To do
Check each line of the listing for the word "derive" and report the ones that have it.

Material for this exercise
################
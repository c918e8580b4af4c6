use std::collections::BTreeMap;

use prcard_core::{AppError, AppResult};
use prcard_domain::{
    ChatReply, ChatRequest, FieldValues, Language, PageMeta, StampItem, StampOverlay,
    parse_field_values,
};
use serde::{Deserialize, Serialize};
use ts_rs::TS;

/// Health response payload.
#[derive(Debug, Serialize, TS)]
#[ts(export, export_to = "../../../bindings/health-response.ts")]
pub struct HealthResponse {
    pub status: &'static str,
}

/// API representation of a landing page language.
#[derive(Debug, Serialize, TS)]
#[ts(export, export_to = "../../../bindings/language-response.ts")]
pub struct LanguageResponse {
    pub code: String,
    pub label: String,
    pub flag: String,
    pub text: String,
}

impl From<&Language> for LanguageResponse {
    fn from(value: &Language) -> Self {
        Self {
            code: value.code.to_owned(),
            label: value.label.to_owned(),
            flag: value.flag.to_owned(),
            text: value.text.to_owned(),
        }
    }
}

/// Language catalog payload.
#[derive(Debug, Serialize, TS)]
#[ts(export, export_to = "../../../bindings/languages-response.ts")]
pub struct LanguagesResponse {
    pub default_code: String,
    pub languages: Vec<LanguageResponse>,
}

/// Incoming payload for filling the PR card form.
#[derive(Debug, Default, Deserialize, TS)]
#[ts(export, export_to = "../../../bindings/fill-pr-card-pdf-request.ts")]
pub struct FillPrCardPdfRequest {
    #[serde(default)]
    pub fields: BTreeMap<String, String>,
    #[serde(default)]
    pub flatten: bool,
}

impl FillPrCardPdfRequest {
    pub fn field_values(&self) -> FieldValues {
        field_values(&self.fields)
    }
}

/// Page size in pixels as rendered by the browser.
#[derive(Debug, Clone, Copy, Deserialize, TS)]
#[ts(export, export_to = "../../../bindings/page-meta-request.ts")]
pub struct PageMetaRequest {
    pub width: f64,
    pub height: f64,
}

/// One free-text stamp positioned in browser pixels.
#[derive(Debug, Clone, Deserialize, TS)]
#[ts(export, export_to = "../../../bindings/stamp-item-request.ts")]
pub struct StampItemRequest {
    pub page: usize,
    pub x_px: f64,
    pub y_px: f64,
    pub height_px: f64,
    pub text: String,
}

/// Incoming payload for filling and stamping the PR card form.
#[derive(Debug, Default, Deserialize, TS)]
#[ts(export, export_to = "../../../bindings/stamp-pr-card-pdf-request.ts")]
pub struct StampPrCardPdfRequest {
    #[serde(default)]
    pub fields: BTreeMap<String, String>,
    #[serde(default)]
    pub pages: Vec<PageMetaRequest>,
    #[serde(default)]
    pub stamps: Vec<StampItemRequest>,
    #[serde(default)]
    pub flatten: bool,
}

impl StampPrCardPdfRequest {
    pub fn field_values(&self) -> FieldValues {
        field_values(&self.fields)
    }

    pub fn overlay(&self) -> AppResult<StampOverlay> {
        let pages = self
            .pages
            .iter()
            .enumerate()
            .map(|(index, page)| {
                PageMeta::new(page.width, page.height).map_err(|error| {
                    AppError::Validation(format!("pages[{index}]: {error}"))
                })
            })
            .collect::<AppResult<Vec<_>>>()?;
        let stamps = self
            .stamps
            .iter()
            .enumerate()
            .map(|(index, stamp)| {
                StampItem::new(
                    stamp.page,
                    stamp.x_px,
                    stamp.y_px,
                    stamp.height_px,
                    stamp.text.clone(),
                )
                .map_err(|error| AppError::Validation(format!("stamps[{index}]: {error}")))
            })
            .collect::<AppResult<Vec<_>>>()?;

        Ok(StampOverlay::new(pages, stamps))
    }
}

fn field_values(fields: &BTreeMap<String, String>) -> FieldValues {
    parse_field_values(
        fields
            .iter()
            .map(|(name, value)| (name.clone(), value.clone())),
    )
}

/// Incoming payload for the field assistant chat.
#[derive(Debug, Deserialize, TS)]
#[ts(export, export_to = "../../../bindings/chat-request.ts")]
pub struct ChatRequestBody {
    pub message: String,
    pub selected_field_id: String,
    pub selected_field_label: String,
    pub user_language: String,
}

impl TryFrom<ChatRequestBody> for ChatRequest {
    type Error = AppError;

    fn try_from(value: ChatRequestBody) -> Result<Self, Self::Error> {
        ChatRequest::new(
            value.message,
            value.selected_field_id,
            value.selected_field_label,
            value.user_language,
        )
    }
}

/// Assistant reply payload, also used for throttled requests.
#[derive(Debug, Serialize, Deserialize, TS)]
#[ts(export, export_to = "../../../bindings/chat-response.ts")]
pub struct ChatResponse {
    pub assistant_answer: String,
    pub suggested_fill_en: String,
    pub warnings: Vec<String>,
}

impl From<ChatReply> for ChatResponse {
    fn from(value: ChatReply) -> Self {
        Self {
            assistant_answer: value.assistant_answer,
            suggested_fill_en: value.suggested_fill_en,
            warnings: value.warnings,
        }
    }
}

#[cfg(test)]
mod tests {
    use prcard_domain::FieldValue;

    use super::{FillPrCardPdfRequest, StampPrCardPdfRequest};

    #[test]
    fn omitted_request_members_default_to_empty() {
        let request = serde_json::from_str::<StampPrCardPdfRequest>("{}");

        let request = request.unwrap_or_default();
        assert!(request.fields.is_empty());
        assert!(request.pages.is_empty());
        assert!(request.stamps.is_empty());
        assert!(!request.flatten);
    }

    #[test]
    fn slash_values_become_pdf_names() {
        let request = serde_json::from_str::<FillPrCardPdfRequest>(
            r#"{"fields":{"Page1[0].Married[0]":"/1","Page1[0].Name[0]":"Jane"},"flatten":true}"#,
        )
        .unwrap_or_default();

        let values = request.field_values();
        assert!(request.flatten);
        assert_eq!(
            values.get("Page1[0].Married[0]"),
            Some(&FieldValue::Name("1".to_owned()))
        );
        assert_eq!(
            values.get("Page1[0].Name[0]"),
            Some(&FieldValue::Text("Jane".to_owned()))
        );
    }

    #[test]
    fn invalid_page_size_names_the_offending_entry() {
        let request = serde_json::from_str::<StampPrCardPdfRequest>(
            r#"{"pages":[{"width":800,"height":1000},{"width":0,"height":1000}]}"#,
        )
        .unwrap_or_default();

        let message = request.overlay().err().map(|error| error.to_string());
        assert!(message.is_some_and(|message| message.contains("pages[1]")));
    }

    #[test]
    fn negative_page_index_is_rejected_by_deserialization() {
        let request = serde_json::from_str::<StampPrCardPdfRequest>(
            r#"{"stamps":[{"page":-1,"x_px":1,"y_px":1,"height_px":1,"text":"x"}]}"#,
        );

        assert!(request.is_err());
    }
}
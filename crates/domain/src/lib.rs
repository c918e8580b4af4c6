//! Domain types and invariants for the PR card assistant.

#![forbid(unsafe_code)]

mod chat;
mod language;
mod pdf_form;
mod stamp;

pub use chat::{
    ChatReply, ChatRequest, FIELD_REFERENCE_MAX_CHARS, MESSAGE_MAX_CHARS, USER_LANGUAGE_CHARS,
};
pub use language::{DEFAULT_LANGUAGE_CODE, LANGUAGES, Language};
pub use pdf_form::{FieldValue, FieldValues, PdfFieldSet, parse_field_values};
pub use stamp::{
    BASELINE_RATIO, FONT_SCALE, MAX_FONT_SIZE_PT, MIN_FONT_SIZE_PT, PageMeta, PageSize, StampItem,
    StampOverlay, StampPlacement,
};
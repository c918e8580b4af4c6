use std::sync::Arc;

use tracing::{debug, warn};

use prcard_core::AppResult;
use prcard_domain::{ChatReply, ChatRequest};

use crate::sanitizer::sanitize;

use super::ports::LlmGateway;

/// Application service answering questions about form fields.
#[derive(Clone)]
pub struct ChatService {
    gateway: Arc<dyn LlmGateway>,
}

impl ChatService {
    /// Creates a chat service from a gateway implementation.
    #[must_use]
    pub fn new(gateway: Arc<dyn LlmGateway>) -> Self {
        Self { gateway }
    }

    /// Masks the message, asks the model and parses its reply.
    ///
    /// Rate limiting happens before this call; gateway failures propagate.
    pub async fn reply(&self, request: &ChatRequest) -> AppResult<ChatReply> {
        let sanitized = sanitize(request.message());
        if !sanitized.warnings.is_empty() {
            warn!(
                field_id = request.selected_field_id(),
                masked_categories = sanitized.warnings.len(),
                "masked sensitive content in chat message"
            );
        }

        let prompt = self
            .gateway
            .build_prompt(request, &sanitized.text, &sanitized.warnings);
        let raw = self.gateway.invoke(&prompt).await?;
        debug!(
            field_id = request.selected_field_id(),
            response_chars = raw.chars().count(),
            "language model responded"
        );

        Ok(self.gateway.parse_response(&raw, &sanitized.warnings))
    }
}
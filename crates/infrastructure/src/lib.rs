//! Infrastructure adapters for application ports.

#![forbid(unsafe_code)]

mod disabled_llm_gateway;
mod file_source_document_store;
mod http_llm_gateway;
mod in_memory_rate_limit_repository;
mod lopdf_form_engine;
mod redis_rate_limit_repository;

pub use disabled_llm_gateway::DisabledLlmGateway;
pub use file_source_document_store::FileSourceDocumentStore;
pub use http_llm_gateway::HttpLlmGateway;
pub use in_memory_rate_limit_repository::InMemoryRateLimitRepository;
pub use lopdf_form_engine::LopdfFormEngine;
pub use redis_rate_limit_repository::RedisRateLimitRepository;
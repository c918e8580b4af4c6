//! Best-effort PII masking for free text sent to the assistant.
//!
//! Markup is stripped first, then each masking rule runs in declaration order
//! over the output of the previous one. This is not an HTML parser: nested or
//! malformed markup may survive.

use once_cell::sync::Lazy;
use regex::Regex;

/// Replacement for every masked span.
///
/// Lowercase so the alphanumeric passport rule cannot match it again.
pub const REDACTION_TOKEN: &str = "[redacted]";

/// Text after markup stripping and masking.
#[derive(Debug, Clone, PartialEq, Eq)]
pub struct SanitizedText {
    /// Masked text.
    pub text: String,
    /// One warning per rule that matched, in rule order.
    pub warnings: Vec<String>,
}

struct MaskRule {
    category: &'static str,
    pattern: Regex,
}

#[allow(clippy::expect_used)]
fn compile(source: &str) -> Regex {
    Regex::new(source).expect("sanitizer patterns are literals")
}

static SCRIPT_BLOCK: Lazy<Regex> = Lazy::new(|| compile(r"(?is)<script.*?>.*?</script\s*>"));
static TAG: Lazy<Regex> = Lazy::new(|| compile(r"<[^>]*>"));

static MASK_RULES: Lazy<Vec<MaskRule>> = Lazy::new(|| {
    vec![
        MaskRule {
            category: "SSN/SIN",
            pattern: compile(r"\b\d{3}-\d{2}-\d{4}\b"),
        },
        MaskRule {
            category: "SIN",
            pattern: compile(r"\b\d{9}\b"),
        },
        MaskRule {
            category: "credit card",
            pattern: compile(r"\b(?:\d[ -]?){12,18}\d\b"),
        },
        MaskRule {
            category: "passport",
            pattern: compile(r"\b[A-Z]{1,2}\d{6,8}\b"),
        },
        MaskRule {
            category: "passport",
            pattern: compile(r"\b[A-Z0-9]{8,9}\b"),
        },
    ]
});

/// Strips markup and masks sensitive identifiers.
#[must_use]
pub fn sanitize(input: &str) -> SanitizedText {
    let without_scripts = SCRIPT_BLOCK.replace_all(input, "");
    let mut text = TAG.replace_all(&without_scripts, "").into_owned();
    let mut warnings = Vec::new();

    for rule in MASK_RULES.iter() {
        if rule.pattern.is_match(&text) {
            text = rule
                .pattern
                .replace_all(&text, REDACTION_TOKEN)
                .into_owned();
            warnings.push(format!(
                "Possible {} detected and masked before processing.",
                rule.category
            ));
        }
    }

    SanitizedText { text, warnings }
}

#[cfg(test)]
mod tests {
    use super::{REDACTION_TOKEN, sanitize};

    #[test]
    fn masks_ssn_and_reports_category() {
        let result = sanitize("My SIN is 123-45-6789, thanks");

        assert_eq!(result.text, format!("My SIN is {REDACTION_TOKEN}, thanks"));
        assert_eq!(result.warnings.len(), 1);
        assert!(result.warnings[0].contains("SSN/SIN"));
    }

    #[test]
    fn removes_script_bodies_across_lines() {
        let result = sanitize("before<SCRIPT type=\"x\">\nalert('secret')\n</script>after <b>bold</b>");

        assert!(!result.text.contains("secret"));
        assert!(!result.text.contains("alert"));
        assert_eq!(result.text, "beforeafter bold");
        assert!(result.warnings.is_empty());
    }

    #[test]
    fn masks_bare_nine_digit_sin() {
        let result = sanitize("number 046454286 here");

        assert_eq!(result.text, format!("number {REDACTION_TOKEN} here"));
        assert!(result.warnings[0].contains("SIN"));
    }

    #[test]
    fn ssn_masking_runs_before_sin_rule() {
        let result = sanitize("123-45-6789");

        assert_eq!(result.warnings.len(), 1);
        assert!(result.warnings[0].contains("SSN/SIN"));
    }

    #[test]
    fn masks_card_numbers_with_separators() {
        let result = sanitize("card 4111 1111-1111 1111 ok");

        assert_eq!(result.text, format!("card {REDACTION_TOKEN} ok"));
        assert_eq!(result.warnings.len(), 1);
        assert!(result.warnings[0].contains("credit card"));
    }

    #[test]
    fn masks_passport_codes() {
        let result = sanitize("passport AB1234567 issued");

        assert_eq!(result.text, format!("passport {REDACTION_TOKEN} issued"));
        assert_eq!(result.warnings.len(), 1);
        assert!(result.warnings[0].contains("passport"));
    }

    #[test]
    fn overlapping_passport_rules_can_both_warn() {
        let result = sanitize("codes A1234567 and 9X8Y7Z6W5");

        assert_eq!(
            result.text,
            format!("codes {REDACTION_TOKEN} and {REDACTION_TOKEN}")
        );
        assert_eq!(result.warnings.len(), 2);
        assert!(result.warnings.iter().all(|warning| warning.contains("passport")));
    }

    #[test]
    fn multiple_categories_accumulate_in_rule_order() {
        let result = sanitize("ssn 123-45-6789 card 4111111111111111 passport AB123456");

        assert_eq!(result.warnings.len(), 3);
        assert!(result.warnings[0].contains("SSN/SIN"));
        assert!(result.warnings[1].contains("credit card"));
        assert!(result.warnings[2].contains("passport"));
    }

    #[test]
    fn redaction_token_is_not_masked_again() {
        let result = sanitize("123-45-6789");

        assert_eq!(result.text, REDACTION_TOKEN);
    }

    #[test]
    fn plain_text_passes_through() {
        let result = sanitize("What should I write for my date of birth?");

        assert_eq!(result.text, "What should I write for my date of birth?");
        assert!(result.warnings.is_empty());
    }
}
################
Written response
#[derive(Debug, Serialize, TS)]
#[derive(Debug, Serialize, TS)]
#[derive(Debug, Serialize, TS)]
#[derive(Debug, Default, Deserialize, TS)]
#[derive(Debug, Clone, Copy, Deserialize, TS)]
#[derive(Debug, Clone, Deserialize, TS)]
#[derive(Debug, Default, Deserialize, TS)]
#[derive(Debug, Deserialize, TS)]
#[derive(Debug, Serialize, Deserialize, TS)]
#[derive(Clone)]
#[derive(Debug, Clone, PartialEq, Eq)]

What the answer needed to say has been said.